Blogger Janice Thomson said...

I have to admit high school was not a place of good memories as I was considered a bit of an outcast and always referred to as 'miss goody two shoes' - coming from the farm I was a product of strict upbringing which I later rebelled at. Somehow though I don't miss the bright lights that the likes of Britney Spears and Paris Hilton have enjoyed. Maybe I really am just an old-fashioned girl at heart.
My dad always liked 'Dief' because he brought Western seats to to his party - something no other Prime Minister has ever done with much success. He also speaks highly of McKenzie King but that was before my time so I know little about him.

4:45 PM  
Blogger Dr. Deb said...

Enjoyed reading about you - and would place myself in a similar category. I have also seen people "glide" on fortune. But I believe that karma has a way of catching up with them. There are people who are beacons and fire burning stars, but that comes with a price to pay for as well. I think success can be measured in many others ways, as you say. So, I'll take my quiet life with my loving hubby and child, the simple superlatives I create for myself and find satisfaction in the small world I live in. And I'm sure you feel the same way. We can sleep at night knowing who we are.

~Deb

5:17 PM  
Blogger Voyager said...

Well I think you're sui generis.
V.

6:44 PM  
Blogger thailandchani said...

I've noticed an unseemly similarity between most group dynamics and high school. I was not "in" or "out". I was a loner who recognized on some level that seeking political position within the herd wasn't worth doing. It was probably damaging in terms of proper socialization but, really, it just seemed too hollow.

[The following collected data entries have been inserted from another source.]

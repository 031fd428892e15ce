//! Database connection pool management
//!
//! Uses a sqlx MySqlPool with an explicit connection limit. The pool is
//! built once at startup by [`initialize`] and handed to the router; nothing
//! looks it up globally.

use std::fmt;
use std::time::Duration;

use sqlx::mysql::{MySqlConnectOptions, MySqlPoolOptions};
use sqlx::MySqlPool;

use super::retry::{with_retry, RetryPolicy, StartupError};

/// Default maximum connections for the pool.
pub const DEFAULT_MAX_CONNECTIONS: u32 = 10;

/// Default time to wait for a free connection before failing a query.
pub const DEFAULT_ACQUIRE_TIMEOUT: Duration = Duration::from_secs(30);

/// Connection parameters for the items database
#[derive(Clone)]
pub struct DbConfig {
    pub host: String,
    pub port: u16,
    pub user: String,
    pub password: String,
    pub database: String,
    /// Pool capacity
    pub max_connections: u32,
    pub acquire_timeout: Duration,
}

impl Default for DbConfig {
    fn default() -> Self {
        Self {
            host: "localhost".to_string(),
            port: 3306,
            user: "root".to_string(),
            password: String::new(),
            database: "appdb".to_string(),
            max_connections: DEFAULT_MAX_CONNECTIONS,
            acquire_timeout: DEFAULT_ACQUIRE_TIMEOUT,
        }
    }
}

// Hand-written so the password never reaches the logs.
impl fmt::Debug for DbConfig {
    fn fmt(&self, f: &mut fmt::Formatter<'_>) -> fmt::Result {
        f.debug_struct("DbConfig")
            .field("host", &self.host)
            .field("port", &self.port)
            .field("user", &self.user)
            .field("password", &"[redacted]")
            .field("database", &self.database)
            .field("max_connections", &self.max_connections)
            .field("acquire_timeout", &self.acquire_timeout)
            .finish()
    }
}

impl DbConfig {
    /// Driver-level connect options.
    pub fn connect_options(&self) -> MySqlConnectOptions {
        let options = MySqlConnectOptions::new()
            .host(&self.host)
            .port(self.port)
            .username(&self.user)
            .database(&self.database);

        if self.password.is_empty() {
            options
        } else {
            options.password(&self.password)
        }
    }
}

/// Build a pool and confirm it can serve a query.
///
/// Connections are opened lazily; the liveness probe forces the first one.
/// A pool whose probe fails is closed before the error is returned.
///
/// # Errors
///
/// Returns the driver error from the probe.
pub async fn create_pool(config: &DbConfig) -> Result<MySqlPool, sqlx::Error> {
    let pool = MySqlPoolOptions::new()
        .max_connections(config.max_connections)
        .acquire_timeout(config.acquire_timeout)
        .connect_lazy_with(config.connect_options());

    if let Err(e) = probe(&pool).await {
        pool.close().await;
        return Err(e);
    }

    Ok(pool)
}

/// Run a no-op query against the pool.
pub async fn probe(pool: &MySqlPool) -> Result<(), sqlx::Error> {
    sqlx::query("SELECT 1").execute(pool).await?;
    Ok(())
}

/// Connect with bounded retries. The only way to obtain a ready pool.
///
/// # Example
///
/// ```ignore
/// let pool = initialize(&DbConfig::default(), &RetryPolicy::default()).await?;
/// ```
pub async fn initialize(config: &DbConfig, policy: &RetryPolicy) -> Result<MySqlPool, StartupError> {
    tracing::info!(
        host = %config.host,
        port = config.port,
        database = %config.database,
        max_connections = config.max_connections,
        max_attempts = policy.attempts(),
        "connecting to database"
    );

    let pool = with_retry(policy, |_| create_pool(config)).await?;

    tracing::info!("database pool ready");
    Ok(pool)
}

In college, I studied sociology as a way of trying to understand the dynamics. I dutifully got my degree and still don't understand it.

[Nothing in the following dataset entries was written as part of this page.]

//! Item repository
//!
//! Every method borrows one pooled connection per statement and returns it
//! on all exit paths (sqlx does this when the executor is the pool).
//! Update and delete detect missing rows from the affected-row count.

use async_trait::async_trait;
use serde::Serialize;
use sqlx::{FromRow, MySqlPool};

use crate::db::pool::probe;
use crate::models::{ItemChanges, NewItem};

/// Item record from database
#[derive(Debug, Clone, PartialEq, Eq, FromRow, Serialize)]
pub struct Item {
    pub id: i64,
    pub name: String,
    pub description: Option<String>,
}

/// Database error type
#[derive(Debug, thiserror::Error)]
pub enum DbError {
    #[error("database error: {0}")]
    Sqlx(#[from] sqlx::Error),

    #[error("not found: {resource} '{id}'")]
    NotFound { resource: &'static str, id: String },
}

impl DbError {
    pub(crate) fn item_not_found(id: i64) -> Self {
        Self::NotFound {
            resource: "item",
            id: id.to_string(),
        }
    }
}

/// Convert the driver's unsigned insert id into the signed key type.
fn inserted_id(raw: u64) -> Result<i64, DbError> {
    i64::try_from(raw).map_err(|_| {
        DbError::Sqlx(sqlx::Error::Protocol(format!(
            "generated id {} does not fit a signed BIGINT",
            raw
        )))
    })
}

/// Storage operations behind the item routes (testable)
#[async_trait]
pub trait ItemStore: Send + Sync {
    /// All items, newest id first.
    async fn list(&self) -> Result<Vec<Item>, DbError>;

    /// Insert a row and return it with its assigned id.
    async fn create(&self, item: NewItem) -> Result<Item, DbError>;

    /// Overwrite name and description, returning the row as re-read.
    async fn update(&self, id: i64, changes: ItemChanges) -> Result<Item, DbError>;

    async fn delete(&self, id: i64) -> Result<(), DbError>;

    /// Liveness check against the backing store.
    async fn ping(&self) -> Result<(), DbError>;
}

/// MySQL-backed item repository
#[derive(Clone)]
pub struct ItemRepo {
    pool: MySqlPool,
}

impl ItemRepo {
    pub fn new(pool: MySqlPool) -> Self {
        Self { pool }
    }

    /// Get a single item by id.
    pub async fn get(&self, id: i64) -> Result<Item, DbError> {
        sqlx::query_as::<_, Item>("SELECT id, name, description FROM items WHERE id = ?")
            .bind(id)
            .fetch_optional(&self.pool)
            .await?
            .ok_or_else(|| DbError::item_not_found(id))
    }
}

#[async_trait]
impl ItemStore for ItemRepo {
    async fn list(&self) -> Result<Vec<Item>, DbError> {
        let items = sqlx::query_as::<_, Item>(
            "SELECT id, name, description FROM items ORDER BY id DESC",
        )
        .fetch_all(&self.pool)
        .await?;

        Ok(items)
    }

    async fn create(&self, item: NewItem) -> Result<Item, DbError> {
        let result = sqlx::query("INSERT INTO items (name, description) VALUES (?, ?)")
            .bind(item.name.as_str())
            .bind(item.description.as_deref())
            .execute(&self.pool)
            .await?;

        // No RETURNING in MySQL; read back by the generated key.
        self.get(inserted_id(result.last_insert_id())?).await
    }

    async fn update(&self, id: i64, changes: ItemChanges) -> Result<Item, DbError> {
        let result = sqlx::query("UPDATE items SET name = ?, description = ? WHERE id = ?")
            .bind(changes.name.as_str())
            .bind(changes.description.as_deref())
            .bind(id)
            .execute(&self.pool)
            .await?;

        if result.rows_affected() == 0 {
            return Err(DbError::item_not_found(id));
        }

        self.get(id).await
    }

    async fn delete(&self, id: i64) -> Result<(), DbError> {
        let result = sqlx::query("DELETE FROM items WHERE id = ?")
            .bind(id)
            .execute(&self.pool)
            .await?;

        if result.rows_affected() == 0 {
            return Err(DbError::item_not_found(id));
        }

        Ok(())
    }

    async fn ping(&self) -> Result<(), DbError> {
        probe(&self.pool).await?;
        Ok(())
    }
}

#[cfg(test)]
mod tests {
    use super::*;
    use crate::models::ItemName;

    #[test]
    fn inserted_id_rejects_values_past_i64_max() {
        assert_eq!(inserted_id(42).unwrap(), 42);
        assert_eq!(inserted_id(i64::MAX as u64).unwrap(), i64::MAX);
        assert!(matches!(
            inserted_id(i64::MAX as u64 + 1),
            Err(DbError::Sqlx(sqlx::Error::Protocol(_)))
        ));
    }

    // Integration tests - run with DATABASE_URL set
    // cargo test -p itemsvc-server -- --ignored

    async fn test_repo() -> ItemRepo {
        let url = std::env::var("DATABASE_URL").expect("DATABASE_URL required");
        let pool = MySqlPool::connect(&url).await.expect("pool creation failed");
        sqlx::query(
            r#"
            CREATE TABLE IF NOT EXISTS items (
                id BIGINT AUTO_INCREMENT PRIMARY KEY,
                name VARCHAR(255) NOT NULL,
                description TEXT NULL
            )
            "#,
        )
        .execute(&pool)
        .await
        .expect("create table failed");
        ItemRepo::new(pool)
    }

    fn new_item(name: &str, description: Option<&str>) -> NewItem {
        NewItem::new(ItemName::new(name).unwrap(), description.map(str::to_owned))
    }

    #[tokio::test]
    #[ignore = "requires database"]
    async fn create_then_list_newest_first() {
        let repo = test_repo().await;
        let first = repo.create(new_item("first", Some("one"))).await.unwrap();
        let second = repo.create(new_item("second", None)).await.unwrap();

        assert!(second.id > first.id);
        assert_eq!(first.description.as_deref(), Some("one"));
        assert_eq!(second.description, None);

        let items = repo.list().await.unwrap();
        let ids: Vec<i64> = items.iter().map(|i| i.id).collect();
        let mut sorted = ids.clone();
        sorted.sort_unstable_by(|a, b| b.cmp(a));
        assert_eq!(ids, sorted);
        assert!(items.contains(&second));
    }

    #[tokio::test]
    #[ignore = "requires database"]
    async fn update_and_delete_missing_row() {
        let repo = test_repo().await;
        let changes = ItemChanges {
            name: "ghost".into(),
            description: None,
        };

        assert!(matches!(
            repo.update(i64::MAX, changes).await,
            Err(DbError::NotFound { .. })
        ));
        assert!(matches!(
            repo.delete(i64::MAX).await,
            Err(DbError::NotFound { .. })
        ));
    }

    #[tokio::test]
    #[ignore = "requires database"]
    async fn update_stores_empty_name() {
        let repo = test_repo().await;
        let item = repo.create(new_item("named", None)).await.unwrap();
        let changes = ItemChanges {
            name: String::new(),
            description: Some("d".into()),
        };

        let updated = repo.update(item.id, changes).await.unwrap();
        assert_eq!(updated.name, "");
        assert_eq!(updated.description.as_deref(), Some("d"));
    }

    #[tokio::test]
    #[ignore = "requires database"]
    async fn update_with_identical_values_is_found() {
        let repo = test_repo().await;
        let item = repo.create(new_item("same", Some("same"))).await.unwrap();
        let changes = ItemChanges {
            name: "same".into(),
            description: Some("same".into()),
        };

        let updated = repo.update(item.id, changes).await.unwrap();
        assert_eq!(updated, item);

        repo.delete(item.id).await.unwrap();
        assert!(matches!(repo.get(item.id).await, Err(DbError::NotFound { .. })));
    }

    #[tokio::test]
    #[ignore = "requires database"]
    async fn concurrent_creates_get_distinct_ids() {
        let repo = test_repo().await;
        let handles: Vec<_> = (0..10)
            .map(|i| {
                let repo = repo.clone();
                tokio::spawn(async move {
                    repo.create(new_item(&format!("concurrent-{}", i), None))
                        .await
                        .expect("create failed")
                        .id
                })
            })
            .collect();

        let mut ids = Vec::new();
        for handle in handles {
            ids.push(handle.await.expect("task panicked"));
        }
        ids.sort_unstable();
        ids.dedup();
        assert_eq!(ids.len(), 10);
    }
}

I've always sought my own way, being a true eccentric, until I found a "group" I *wanted* to join which didn't occur until I went to Thailand. Once I found that, the rest was rather seamless.

7:24 PM  
Blogger Tanya Brown said...

I wasn't part of the "in" crowd in high school either. It wasn't fun at the time, but in retrospect I have no regrets. Most of the prom queen/popular types just haven't fared that well. Many of them are still stuck in that crummy little town or a similar place, with the memory of their senior year of high school the highlight of their lives.

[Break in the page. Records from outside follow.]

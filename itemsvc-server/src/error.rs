//! Top-level error type for itemsvc-server

use thiserror::Error;

use crate::db::StartupError;
use crate::http::ServerError;

pub type Result<T> = std::result::Result<T, Error>;

/// Fatal errors that end the process
#[derive(Error, Debug)]
pub enum Error {
    /// The database never became ready; the listener was not opened
    #[error(transparent)]
    Startup(#[from] StartupError),

    #[error("server error: {0}")]
    Server(#[from] ServerError),
}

High school trig was useful, by the way. I met my husband in that class (much to our mutual embarrassment; it's such a cliche). It's also been handy for planning construction work and, well, I have a minor in math.

7:50 PM  
Blogger meggie said...

Our New Zealand High Schools were vastly different places to yours. We had no Proms, & it was a fairly egalitarian society, & we had no real 'inner circle' There were circles of 'cool students' but there were may equal ones. That sounds ridiculous now, but it was true back in the day, as 'they' say.
I shudder to recall. I was never an outcast, though I considered myself a non joiner, & I did rather well,in friendship stakes, as well as academically. I would never, never, attend a reunion!!

10:56 PM  
Blogger Casdok said...

A great post! :)

11:58 PM  
Blogger jmb said...

I went to an all girls high school so it wasn't so bad. We tended to accept each other and since we wore a school uniform there wasn't much difference in us that way.

You know most of us are mediocraties, especially in our own minds.

12:08 AM  
Blogger Lily said...

I was not in the inner circle...and that's something I experienced all the way through school, not just the last four years. I grew up in a small town and went to school with the same kids for thirteen years. And because my family didn't have an "important" last name, I had a brain, I wasn't all that pretty (really, what normal twelve year old is??), and I verbalized the stupidity I witnessed, I wasn't really liked by the "cool kids."

That's okay though. I never wanted to be part of a group that would exclude others based on that kinda stuff. Even today, some of my peers/colleagues do the same kind of thing. It's sad that some people never move on and accept others for who they are.

I do think there is life after high school though, a different life even--if you desire it. If you are willing to work hard, good things will come your way. I mean, I'm no longer the quiet little bookworm of my younger days. Instead, I'm a quiet and successful bookworm. It's all good. ;)

4:30 AM  
Blogger beachgirl said...

Hi Ian,
Good post. My kids say that in their day I would be a freak. I was band, choir and drama club. Not the in crowd by any measure. Just the creative one. Personally I could get out of class for everything. I was busy. Not athletic. Not a cheer leader. Thank God. But I had fun. I wasn't a great student though. A severe learning disability. But I was in the upper half of my class. Makes me wonder what everyone else was doing or not doing. ;-}

Now for cheer leaders. I can still spot one now. How sad is that. I have found myself thru the years asking several woman that I found annoying if they were a cheer leader. The answer is always yes. Yikes. And they always smile when they say it like it was a huge accomplishment.

And you can always spot an ex football player. I won't even go there. Still won't. Neither will my daughter.

Have an awesome day.

Happy New Year!!!

4:58 AM  
Blogger Ellee Seymour said...

"our patterns are set at an early age, and the key to future happiness rests solely with our ability to see ourselves in a positive light and screw what anybody else thinks".

What a true statement, but easier said than done sometimes, people can be so cruel.

7:54 AM  
Blogger AlieMalie said...

well Ian, prom balloting starts tomorrow in the states! if you could vote here, who would you choose?

8:06 AM  
Blogger CS said...

I wasn't one of the cheerleader/prom queen popular students. But I had great friends, I was active in lots of things, made good grades, and everyone in the school knew and liked me. For the most part, I really enjoyed high school. At any rate, it sure beat the hell out of being at home.

5:15 PM  
Blogger Jazz said...

I was a geek in HS. So far from the ass light that I never even had a glimpse of it. Luckily things got better and I like to imagine that it was downhill after HS for the select few. I know it probably wasn't but damn, I can hope can't I?

1:17 PM  
Blogger heartinsanfrancisco said...

I'm just catching up on a lot of posts because I was in total non-blog mode for too long.

I believe that your theory is correct except that it starts even earlier than high school. Parents determine how well their child will succeed by either giving him confidence or making sure she doesn't develop it. Natural ability has less to do with success than self-confidence.

Oddly, I was a prom queen in three high schools, yet I always felt like an outsider because my family gave extremely preferential treatment to my brother. I felt so deeply inadequate that I believed my apparent popularity was just because people felt sorry for me.

Now I believe that my peers saved my life and for that, I look back on high school with deep gratitude, although I would not repeat it for anything.